If you, too, are feeling the pain, here’s everything you need to know about reducing inflammation and getting back on your feet.

What does plantar fasciitis feel like?

“Plantar fasciitis usually starts as pain on the bottom of the foot by the heel bone,” says Johnson, adding that the pain is most often felt when getting out of bed or any time after sitting for a prolonged amount of time and starting to walk. “It can often ease after being on the foot for a while and then the pain returns again with increased activity,” she says.

Johnson explains that the plantar fascia is a band of supportive tissue on the bottom of the foot that supports four layers of muscles, extending from the heel bone to the forefoot. “The pain usually begins directly where the plantar fascia attaches to the heel bone,” she says. But since the band supports the arch of your foot, as it becomes irritated and inflamed, the pain can spread along the bottom of the foot and arch. Sometimes this can even lead to micro tears of the fibers of the plantar fascia.

While there is no one cause of plantar fasciitis, we do know that some things can exacerbate it. Dr.

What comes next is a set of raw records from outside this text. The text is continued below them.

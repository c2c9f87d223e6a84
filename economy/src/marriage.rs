//! Marriage workflow: proposal, acceptance, divorce, and the shared daily
//! claim.
//!
//! A proposal is only actionable by the invited user and expires on a
//! deadline. Acceptance sets `married_to` on both rows in one guarded pair
//! update that requires both sides to still be unmarried; if either
//! married someone else between the proposal and the click, the whole
//! acceptance fails and neither row changes. Divorce and the couple claim
//! use the same pair discipline, so `a.married_to == Some(b)` implies
//! `b.married_to == Some(a)` at every observation point.

use crate::store::Store;
use pixelvault_types::{EconomyError, UserId};
use std::collections::HashMap;
use tokio::sync::Mutex;
use tracing::info;

pub const PROPOSAL_TIMEOUT_MS: u64 = 20_000;

pub const CLAIM_COOLDOWN_MS: u64 = 24 * 60 * 60 * 1000;

/// Claiming within this window continues the streak; later resets it to 1.
pub const STREAK_GRACE_MS: u64 = 2 * CLAIM_COOLDOWN_MS;

/// Streak bonus stops growing past this many days.
const STREAK_REWARD_CAP: u32 = 15;

/// Daily couple reward, paid to each partner.
pub fn couple_reward(streak: u32) -> u64 {
    250 + 50 * streak.min(STREAK_REWARD_CAP) as u64
}

#[derive(Clone, Debug, PartialEq, Eq)]
pub struct Proposal {
    pub from: UserId,
    pub to: UserId,
    pub expires_at: u64,
}

#[derive(Clone, Debug, PartialEq, Eq)]
pub enum ProposalResponse {
    Married { a: UserId, b: UserId },
    Declined { proposer: UserId },
}

#[derive(Clone, Debug, PartialEq, Eq)]
pub struct ClaimOutcome {
    pub partner: UserId,
    pub streak: u32,
    pub reward_each: u64,
}

/// Pending proposals, keyed by the invited user.
#[derive(Default)]
pub struct Proposals {
    pending: Mutex<HashMap<UserId, Proposal>>,
}

impl Proposals {
    pub fn new() -> Self {
        Self::default()
    }

    /// Open a proposal. Both parties must currently be unmarried; a newer
    /// proposal to the same target replaces an older one.
    pub async fn propose<S: Store>(
        &self,
        store: &S,
        proposer: &UserId,
        proposer_name: &str,
        target: &UserId,
        target_name: &str,
        now_ms: u64,
    ) -> Result<Proposal, EconomyError> {
        if proposer == target {
            return Err(EconomyError::SelfTarget);
        }
        if target.is_vault() || proposer.is_vault() {
            return Err(EconomyError::IneligibleTarget);
        }
        let proposer_row = store.ensure(proposer, proposer_name).await?;
        let target_row = store.ensure(target, target_name).await?;
        if proposer_row.married_to.is_some() || target_row.married_to.is_some() {
            return Err(EconomyError::AlreadyMarried);
        }

        let proposal = Proposal {
            from: proposer.clone(),
            to: target.clone(),
            expires_at: now_ms + PROPOSAL_TIMEOUT_MS,
        };
        self.pending
            .lock()
            .await
            .insert(target.clone(), proposal.clone());
        Ok(proposal)
    }

    /// Accept or decline, by the invited user only.
    pub async fn respond<S: Store>(
        &self,
        store: &S,
        responder: &UserId,
        accept: bool,
        now_ms: u64,
    ) -> Result<ProposalResponse, EconomyError> {
        let proposal = {
            let mut pending = self.pending.lock().await;
            // Removing up front also drops an expired entry.
            match pending.remove(responder) {
                Some(proposal) if now_ms < proposal.expires_at => proposal,
                _ => return Err(EconomyError::NoProposal),
            }
        };

        if !accept {
            return Ok(ProposalResponse::Declined {
                proposer: proposal.from,
            });
        }

        // Both-unmarried guard at write time: a concurrent marriage on
        // either side fails the whole acceptance with no partial effect.
        let result = store
            .apply_pair_if(&proposal.from, responder, |proposer_row, target_row| {
                if proposer_row.married_to.is_some() || target_row.married_to.is_some() {
                    return Err(EconomyError::NoLongerAvailable);
                }
                for (row, partner) in [
                    (&mut *proposer_row, responder),
                    (&mut *target_row, &proposal.from),
                ] {
                    row.married_to = Some(partner.clone());
                    row.couple_streak = 0;
                    row.couple_last_claim = 0;
                    row.couple_anniv = now_ms;
                    row.couple_title = None;
                }
                Ok(())
            })
            .await;

        match result {
            Ok(_) => {
                info!(a = %proposal.from, b = %responder, "marriage accepted");
                Ok(ProposalResponse::Married {
                    a: proposal.from,
                    b: responder.clone(),
                })
            }
            Err(reason) => Err(reason),
        }
    }

    /// Drop expired proposals, returning them for notification.
    pub async fn sweep(&self, now_ms: u64) -> Vec<Proposal> {
        let mut pending = self.pending.lock().await;
        let expired: Vec<Proposal> = pending
            .values()
            .filter(|proposal| now_ms >= proposal.expires_at)
            .cloned()
            .collect();
        for proposal in &expired {
            pending.remove(&proposal.to);
        }
        expired
    }
}

/// Clear both sides of a marriage atomically. Returns the ex-partner.
pub async fn divorce<S: Store>(
    store: &S,
    actor: &UserId,
    display_name: &str,
) -> Result<UserId, EconomyError> {
    let account = store.ensure(actor, display_name).await?;
    let partner = account.married_to.ok_or(EconomyError::NotMarried)?;

    store
        .apply_pair_if(actor, &partner, |me, them| {
            if me.married_to.as_ref() != Some(&them.user_id) {
                return Err(EconomyError::NotMarried);
            }
            me.married_to = None;
            me.couple_title = None;
            them.married_to = None;
            them.couple_title = None;
            Ok(())
        })
        .await?;
    Ok(partner)
}

/// Set the shared couple title on both rows.
pub async fn set_title<S: Store>(
    store: &S,
    actor: &UserId,
    display_name: &str,
    title: &str,
) -> Result<String, EconomyError> {
    let cleaned = title.split_whitespace().collect::<Vec<_>>().join(" ");
    let has_substance = cleaned
        .chars()
        .any(|c| !c.is_whitespace() && c != '-' && c != '\u{2013}' && c != '\u{2014}');
    if !has_substance {
        return Err(EconomyError::InvalidTitle);
    }

    let account = store.ensure(actor, display_name).await?;
    let partner = account.married_to.ok_or(EconomyError::NotMarried)?;

    let title_for_rows = cleaned.clone();
    store
        .apply_pair_if(actor, &partner, move |me, them| {
            if me.married_to.as_ref() != Some(&them.user_id) {
                return Err(EconomyError::NotMarried);
            }
            me.couple_title = Some(title_for_rows.clone());
            them.couple_title = Some(title_for_rows);
            Ok(())
        })
        .await?;
    Ok(cleaned)
}

/// The shared couple daily: one claim per 24h window for the pair, streak
/// continued within the grace window, both partners credited identically.
pub async fn claim<S: Store>(
    store: &S,
    actor: &UserId,
    display_name: &str,
    now_ms: u64,
) -> Result<ClaimOutcome, EconomyError> {
    let account = store.ensure(actor, display_name).await?;
    let partner = account.married_to.ok_or(EconomyError::NotMarried)?;

    let (_, _, outcome) = store
        .apply_pair_if(actor, &partner, |me, them| {
            if me.married_to.as_ref() != Some(&them.user_id) {
                return Err(EconomyError::NotMarried);
            }

            let last = me.couple_last_claim.max(them.couple_last_claim);
            if last != 0 && now_ms.saturating_sub(last) < CLAIM_COOLDOWN_MS {
                return Err(EconomyError::CooldownActive {
                    ready_at: last + CLAIM_COOLDOWN_MS,
                });
            }

            let within_grace = last == 0 || now_ms.saturating_sub(last) <= STREAK_GRACE_MS;
            let streak = if within_grace {
                me.couple_streak.max(them.couple_streak) + 1
            } else {
                1
            };
            let reward = couple_reward(streak);

            for row in [&mut *me, &mut *them] {
                row.couple_streak = streak;
                row.couple_last_claim = now_ms;
                row.wallet = row.wallet.saturating_add(reward);
            }
            Ok(ClaimOutcome {
                partner: them.user_id.clone(),
                streak,
                reward_each: reward,
            })
        })
        .await?;
    Ok(outcome)
}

Johnson says that repetitive stress, weight gain, improper shoes, exercise and sporting activities (especially repetitive motions or a new activity), along with natural tightening of our muscles and tendons over time, can all contribute to developing plantar fasciitis.

What to do to relieve plantar fasciitis pain

Treatments like resting, proper shoe gear, support and stretching are some steps you can take to reduce the pain during the healing process. Supportive taping and strapping can protect the foot from aggravating the plantar fasciitis even further.  A splint can be especially helpful to wear at night to keep the foot in a flexed position and reduce pain in the morning. If there is pain with activity, consider cross-training or performing other activities that don’t aggravate the plantar fascia. Post-workout massage helps to speed recovery and provides some pain relief. But most importantly is taking a look at the types of shoes you are wearing and making sure they are supportive, rigid and of the correct size.  Also, avoiding going barefooted is very helpful as is avoiding flip flops or any shoes that your foot doesn’t feel secure in. Stretching the posterior muscles to relieve the tightness is also paramount to helping heal the plantar fascia. 

When should you see a doctor?

Dr. Mary Johnson recommends having a professional evaluation of your foot if the pain does not resolve in 1 or 2 weeks. Stretching should be done consistently, as should wearing supportive shoes, but if the pain continues it is best to have an X-ray and possibly an ultrasound evaluation. “There are many causes of foot pain including stress fractures, a plantar fascial tear or nerve impingements and a foot specialist can help to differentiate your particular challenge and offer the treatment needed to alleviate pain and get you back to normal activities,” she advises.

Often times, with plantar fasciitis, the longer you delay treatment and seeking professional help, the longer it can take to heal.  If the pain doesn’t resolve with the treatments and changes of habits mentioned above within a few weeks, don’t delay in asking for help.